(The input)

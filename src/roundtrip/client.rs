//! HTTP transport for round trips

use async_trait::async_trait;
use serde_json::Value;
use std::collections::HashMap;
use std::time::Duration;

use crate::common::{Error, Result};
use crate::context::Variables;

use super::template::{expand_map, expand_str, expand_value};
use super::RoundTrip;

/// Response as seen by matchers
#[derive(Debug, Clone, Default, PartialEq)]
pub struct HttpResponse {
    /// Status code
    pub status: u16,
    /// Headers, names lowercased
    pub headers: HashMap<String, String>,
    /// Raw body text
    pub body: String,
}

impl HttpResponse {
    /// Body parsed as JSON, if it is JSON
    pub fn json(&self) -> Option<Value> {
        serde_json::from_str(&self.body).ok()
    }

    /// Header lookup by case-insensitive name
    pub fn header(&self, name: &str) -> Option<&str> {
        self.headers.get(&name.to_ascii_lowercase()).map(String::as_str)
    }
}

/// Sends the request half of a merged round trip
#[async_trait]
pub trait Transport: Send + Sync {
    /// Dispatch the request of `rt`, expanding `${var}` references from `vars`
    async fn do_request(&self, vars: &Variables, rt: &RoundTrip) -> Result<HttpResponse>;
}

/// `reqwest`-backed transport against a fixed host
pub struct HttpClient {
    host: String,
    client: reqwest::Client,
}

impl HttpClient {
    /// Create a client for `host` (e.g. `http://localhost:8080`)
    pub fn new(host: &str, request_timeout: Duration) -> Result<Self> {
        let client = reqwest::Client::builder()
            .timeout(request_timeout)
            .user_agent(concat!("aloe/", env!("CARGO_PKG_VERSION")))
            .build()?;
        Ok(Self {
            host: host.trim_end_matches('/').to_string(),
            client,
        })
    }

    /// Resolve a request path against the host
    fn url(&self, path: &str) -> String {
        if path.starts_with("http://") || path.starts_with("https://") {
            path.to_string()
        } else if path.starts_with('/') {
            format!("{}{}", self.host, path)
        } else {
            format!("{}/{}", self.host, path)
        }
    }
}

#[async_trait]
impl Transport for HttpClient {
    async fn do_request(&self, vars: &Variables, rt: &RoundTrip) -> Result<HttpResponse> {
        let req = &rt.request;
        let method_name = req.method.as_deref().unwrap_or("GET").to_ascii_uppercase();
        let method = reqwest::Method::from_bytes(method_name.as_bytes())
            .map_err(|_| Error::Transport(format!("invalid HTTP method '{}'", method_name)))?;
        let url = self.url(&expand_str(req.path.as_deref().unwrap_or("/"), vars)?);

        let mut builder = self.client.request(method, &url);
        for (name, value) in expand_map(&req.headers, vars)? {
            builder = builder.header(name, value);
        }
        if !req.query.is_empty() {
            builder = builder.query(&expand_map(&req.query, vars)?);
        }
        if let Some(body) = &req.body {
            builder = builder.json(&expand_value(body, vars)?);
        }

        tracing::debug!("{} {}", method_name, url);
        let response = builder.send().await?;

        let status = response.status().as_u16();
        let headers = response
            .headers()
            .iter()
            .filter_map(|(name, value)| {
                value
                    .to_str()
                    .ok()
                    .map(|v| (name.as_str().to_ascii_lowercase(), v.to_string()))
            })
            .collect();
        let body = response.text().await?;
        tracing::debug!("{} {} -> {}", method_name, url, status);

        Ok(HttpResponse {
            status,
            headers,
            body,
        })
    }
}

#[cfg(test)]
mod tests {
    use super::*;

    #[test]
    fn test_url_joining() {
        let client = HttpClient::new("http://api.local:8080/", Duration::from_secs(1)).unwrap();
        assert_eq!(client.url("/users"), "http://api.local:8080/users");
        assert_eq!(client.url("users"), "http://api.local:8080/users");
        assert_eq!(client.url("https://other/x"), "https://other/x");
    }

    #[test]
    fn test_header_lookup_is_case_insensitive() {
        let resp = HttpResponse {
            status: 200,
            headers: HashMap::from([("x-request-id".to_string(), "r1".to_string())]),
            body: String::new(),
        };
        assert_eq!(resp.header("X-Request-Id"), Some("r1"));
        assert_eq!(resp.json(), None);
    }
}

(End The input)

Task description -
Nothing but a number should be returned: how many lines of the listing include "struct".

Answer section -
2